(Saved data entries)
++++++

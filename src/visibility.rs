use crate::ir::{Hierarchy, HierarchyEdge};
use serde::Serialize;
use std::collections::{BTreeSet, HashSet};

/// Ids whose children are hidden. Ordered so iteration is deterministic.
pub type CollapsedSet = BTreeSet<String>;

/// The induced subgraph not hidden beneath a collapsed ancestor.
///
/// `nodes` is the depth-first pre-order from `root`; `edges` lists each
/// parent's visible children in hierarchy order. Two resolutions of the same
/// inputs compare equal, which is what layout memoization keys on.
#[derive(Debug, Clone, PartialEq, Eq, Hash, Serialize)]
pub struct VisibleSubgraph {
    pub root: String,
    pub nodes: Vec<String>,
    pub edges: Vec<HierarchyEdge>,
    /// Visible nodes that are collapsed and actually hide children.
    pub folded: Vec<String>,
}

impl VisibleSubgraph {
    /// A lone root, mostly useful as a starting point for hand-built graphs.
    pub fn single(root: impl Into<String>) -> Self {
        let root = root.into();
        Self {
            nodes: vec![root.clone()],
            root,
            edges: Vec::new(),
            folded: Vec::new(),
        }
    }

    pub fn len(&self) -> usize {
        self.nodes.len()
    }

    pub fn is_empty(&self) -> bool {
        self.nodes.is_empty()
    }

    pub fn contains(&self, id: &str) -> bool {
        self.nodes.iter().any(|node| node == id)
    }

    pub fn node_set(&self) -> HashSet<&str> {
        self.nodes.iter().map(String::as_str).collect()
    }

    pub fn is_folded(&self, id: &str) -> bool {
        self.folded.iter().any(|node| node == id)
    }
}

pub fn resolve(hierarchy: &Hierarchy, collapsed: &CollapsedSet) -> VisibleSubgraph {
    let mut nodes = Vec::new();
    let mut edges = Vec::new();
    let mut folded = Vec::new();
    let mut stack: Vec<&str> = vec![hierarchy.root()];

    while let Some(id) = stack.pop() {
        nodes.push(id.to_string());
        let children = hierarchy.children(id);
        if children.is_empty() {
            continue;
        }
        if collapsed.contains(id) {
            folded.push(id.to_string());
            continue;
        }
        for child in children {
            edges.push(HierarchyEdge::new(id, child.as_str()));
        }
        for child in children.iter().rev() {
            stack.push(child.as_str());
        }
    }

    VisibleSubgraph {
        root: hierarchy.root().to_string(),
        nodes,
        edges,
        folded,
    }
}

/// Collapsed set that folds every node at `depth` or deeper, leaving the top
/// `depth` ranks expanded.
pub fn collapse_below(hierarchy: &Hierarchy, depth: usize) -> CollapsedSet {
    let mut collapsed = CollapsedSet::new();
    let mut stack: Vec<(&str, usize)> = vec![(hierarchy.root(), 0)];
    while let Some((id, level)) = stack.pop() {
        if !hierarchy.has_children(id) {
            continue;
        }
        if level >= depth {
            collapsed.insert(id.to_string());
            continue;
        }
        for child in hierarchy.children(id) {
            stack.push((child.as_str(), level + 1));
        }
    }
    collapsed
}

#[cfg(test)]
mod tests {
    use super::*;
    use crate::parser::parse_records;

    fn seven() -> Hierarchy {
        parse_records(
            r#"{ "id": "r", "children": [
                { "id": "a", "children": [ { "id": "a1" }, { "id": "a2" } ] },
                { "id": "b", "children": [ { "id": "b1" }, { "id": "b2" } ] }
            ] }"#,
        )
        .expect("valid hierarchy")
    }

    #[test]
    fn resolves_everything_when_nothing_is_collapsed() {
        let hierarchy = seven();
        let visible = resolve(&hierarchy, &CollapsedSet::new());
        assert_eq!(visible.nodes, ["r", "a", "a1", "a2", "b", "b1", "b2"]);
        assert_eq!(visible.edges.len(), 6);
        assert!(visible.folded.is_empty());
    }

    #[test]
    fn collapsing_removes_exactly_the_descendants() {
        let hierarchy = seven();
        let full = resolve(&hierarchy, &CollapsedSet::new());
        let collapsed: CollapsedSet = ["a".to_string()].into();
        let visible = resolve(&hierarchy, &collapsed);
        assert_eq!(visible.len(), 5);
        let removed: Vec<&String> = full
            .nodes
            .iter()
            .filter(|id| !visible.contains(id))
            .collect();
        assert_eq!(removed, hierarchy.descendants("a").iter().collect::<Vec<_>>());
        assert!(visible.contains("a"));
        assert_eq!(visible.folded, ["a"]);
        assert!(visible.edges.iter().all(|edge| edge.parent != "a"));
    }

    #[test]
    fn expanding_restores_the_original_subgraph() {
        let hierarchy = seven();
        let full = resolve(&hierarchy, &CollapsedSet::new());
        let mut collapsed: CollapsedSet = ["a".to_string()].into();
        assert_ne!(resolve(&hierarchy, &collapsed), full);
        collapsed.remove("a");
        assert_eq!(resolve(&hierarchy, &collapsed), full);
    }

    #[test]
    fn resolve_is_idempotent() {
        let hierarchy = seven();
        let collapsed: CollapsedSet = ["b".to_string()].into();
        assert_eq!(resolve(&hierarchy, &collapsed), resolve(&hierarchy, &collapsed));
    }

    #[test]
    fn collapsed_leaf_changes_nothing() {
        let hierarchy = seven();
        let collapsed: CollapsedSet = ["a1".to_string()].into();
        assert_eq!(
            resolve(&hierarchy, &collapsed),
            resolve(&hierarchy, &CollapsedSet::new())
        );
    }

    #[test]
    fn collapsed_ancestor_hides_expanded_descendant() {
        let hierarchy = seven();
        let collapsed: CollapsedSet = ["r".to_string()].into();
        let visible = resolve(&hierarchy, &collapsed);
        assert_eq!(visible.nodes, ["r"]);
        assert!(visible.edges.is_empty());
    }

    #[test]
    fn collapse_below_keeps_top_ranks() {
        let hierarchy = seven();
        let collapsed = collapse_below(&hierarchy, 1);
        assert_eq!(
            collapsed,
            ["a".to_string(), "b".to_string()].into_iter().collect()
        );
        assert_eq!(resolve(&hierarchy, &collapsed).len(), 3);
        assert_eq!(collapse_below(&hierarchy, 0).len(), 1);
    }
}
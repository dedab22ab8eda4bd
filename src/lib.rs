#[cfg(feature = "cli")]
pub mod cli;
pub mod config;
pub mod diff;
pub mod error;
pub mod ir;
pub mod layout;
pub mod layout_dump;
pub mod parser;
pub mod render;
pub mod source;
pub mod state;
pub mod text_metrics;
pub mod theme;
pub mod visibility;

#[cfg(feature = "cli")]
pub use cli::run;
pub use config::{Config, LayoutConfig, load_config};
pub use diff::{LayoutDiff, diff_layouts};
pub use error::{DataError, FetchError, LayoutError, StateError};
pub use ir::{Direction, Hierarchy, HierarchyEdge, PersonNode};
pub use layout::{Layout, OrderingPolicy, Spacing, compute_layout};
pub use parser::{RecordSet, parse_records};
pub use render::{Scene, render_svg};
pub use state::ChartState;
pub use visibility::{CollapsedSet, VisibleSubgraph, resolve};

++++++

**What needs to be done**: State how many lines in the records above contain the word "that". Give nothing but the number.

**Finished task**: 2